The structure of MedDRA is very logical. There are five levels to the MedDRA hierarchy, arranged from very specific to very general. At the most specific level, called “Lowest Level Terms” (LLTs), there are more than 70,000 terms which parallel how information is communicated. These LLTs reflect how an observation might be reported in practice. This level directly supports assigning MedDRA terms within a user database.
Each member of the next level, “Preferred Terms” (PTs), is a distinct descriptor (single medical concept) for a symptom, sign, disease diagnosis, therapeutic indication, investigation, surgical or medical procedure, and medical social or family history characteristic. Each LLT is linked to only one PT. Each PT has at least one LLT (itself) as well as synonyms and lexical variants (e.g., abbreviations, different word order).

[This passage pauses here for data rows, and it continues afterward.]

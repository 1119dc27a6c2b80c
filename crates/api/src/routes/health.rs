use axum::extract::State;
use axum::{routing::get, Json, Router};
use serde::Serialize;

use crate::state::AppState;

/// Health check response payload.
#[derive(Serialize)]
#[serde(rename_all = "camelCase")]
pub struct HealthResponse {
    /// `ok`, or `degraded` when the store cannot be reached.
    pub status: &'static str,
    /// Crate version from Cargo.toml.
    pub version: &'static str,
    /// `postgres` or `memory`.
    pub store: &'static str,
    pub store_healthy: bool,
}

/// GET /health -- returns service and store health.
async fn health_check(State(state): State<AppState>) -> Json<HealthResponse> {
    let store_healthy = match &state.pool {
        Some(pool) => framerate_db::health_check(pool).await.is_ok(),
        None => true,
    };

    Json(HealthResponse {
        status: if store_healthy { "ok" } else { "degraded" },
        version: env!("CARGO_PKG_VERSION"),
        store: state.store_name(),
        store_healthy,
    })
}

/// Mount health check routes (intended for root-level, NOT under `/api/v1`).
pub fn router() -> Router<AppState> {
    Router::new().route("/health", get(health_check))
}
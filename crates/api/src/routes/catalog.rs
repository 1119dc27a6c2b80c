//! Route definitions for catalog browsing.

use axum::routing::get;
use axum::Router;

use crate::handlers::catalog;
use crate::state::AppState;

/// ```text
/// GET /catalog                   -> list_catalog
/// GET /components/{kind}/{id}    -> get_component
/// ```
pub fn router() -> Router<AppState> {
    Router::new()
        .route("/catalog", get(catalog::list_catalog))
        .route("/components/{kind}/{id}", get(catalog::get_component))
}
//! Repository layer.
//!
//! Each repository is a zero-sized struct providing async query methods
//! that accept `&PgPool` as the first argument.

pub mod benchmark_repo;
pub mod game_repo;
pub mod hardware_repo;
pub mod observation_repo;
pub mod ram_repo;

pub use benchmark_repo::BenchmarkRepo;
pub use game_repo::GameRepo;
pub use hardware_repo::HardwareRepo;
pub use observation_repo::ObservationRepo;
pub use ram_repo::RamRepo;
use std::net::SocketAddr;

use tracing_subscriber::{layer::SubscriberExt, util::SubscriberInitExt};

use framerate_api::config::{ServerConfig, StoreBackend};
use framerate_api::router::build_app_router;
use framerate_api::state::AppState;
use framerate_db::DbPool;

#[tokio::main]
async fn main() {
    dotenvy::dotenv().ok();
    init_tracing();

    let config = ServerConfig::from_env().expect("Invalid server configuration");
    tracing::info!(
        host = %config.host,
        port = config.port,
        store = config.store.as_str(),
        "Loaded server configuration"
    );

    let state = match &config.store {
        StoreBackend::Postgres { database_url } => {
            let pool = connect_database(database_url, &config).await;
            AppState::new(pool, config.clone())
        }
        StoreBackend::Memory => {
            tracing::warn!("Serving the in-memory reference store; submissions are not persisted");
            AppState::in_memory(config.clone())
        }
    };
    let app = build_app_router(state, &config);

    let addr = SocketAddr::new(
        config.host.parse().expect("Invalid HOST address"),
        config.port,
    );
    let listener = tokio::net::TcpListener::bind(addr)
        .await
        .expect("Failed to bind to address");
    tracing::info!(%addr, "Serving FPS estimates");

    axum::serve(listener, app)
        .with_graceful_shutdown(shutdown_signal())
        .await
        .expect("Server error");

    tracing::info!("Graceful shutdown complete");
}

fn init_tracing() {
    tracing_subscriber::registry()
        .with(
            tracing_subscriber::EnvFilter::try_from_default_env().unwrap_or_else(|_| {
                "framerate_api=debug,framerate_core=debug,framerate_db=info,tower_http=debug".into()
            }),
        )
        .with(tracing_subscriber::fmt::layer())
        .init();
}

/// Connect, verify, and optionally migrate the benchmark database.
async fn connect_database(database_url: &str, config: &ServerConfig) -> DbPool {
    let pool = framerate_db::create_pool(database_url, config.db_max_connections)
        .await
        .expect("Failed to connect to database");
    framerate_db::health_check(&pool)
        .await
        .expect("Database health check failed");
    tracing::info!(max_connections = config.db_max_connections, "Database reachable");

    if config.run_migrations {
        framerate_db::run_migrations(&pool)
            .await
            .expect("Failed to run database migrations");
        tracing::info!("Database migrations applied");
    } else {
        tracing::info!("RUN_MIGRATIONS=false, leaving schema untouched");
    }
    pool
}

/// Resolves on SIGINT, or SIGTERM on Unix.
async fn shutdown_signal() {
    let ctrl_c = async {
        tokio::signal::ctrl_c()
            .await
            .expect("Failed to install Ctrl-C handler");
    };

    #[cfg(unix)]
    let terminate = async {
        tokio::signal::unix::signal(tokio::signal::unix::SignalKind::terminate())
            .expect("Failed to install SIGTERM handler")
            .recv()
            .await;
    };

    #[cfg(not(unix))]
    let terminate = std::future::pending::<()>();

    tokio::select! {
        () = ctrl_c => tracing::info!("SIGINT received, draining connections"),
        () = terminate => tracing::info!("SIGTERM received, draining connections"),
    }
}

Related PTs are grouped together into “High Level Terms” (HLTs) based upon anatomy, pathology, physiology, etiology or function. HLTs, related to each other by anatomy, pathology, physiology, etiology or function, are in turn linked to “High Level Group Terms” (HLGTs).
Finally, HLGTs are grouped into “System Organ Classes” (SOCs) which are groupings by etiology (e.g. Infections and infestations), manifestation site (e.g. Gastrointestinal disorders) or purpose (e.g. Surgical and medical procedures). In addition, there is a SOC to contain issues pertaining to products and one to contain social circumstances.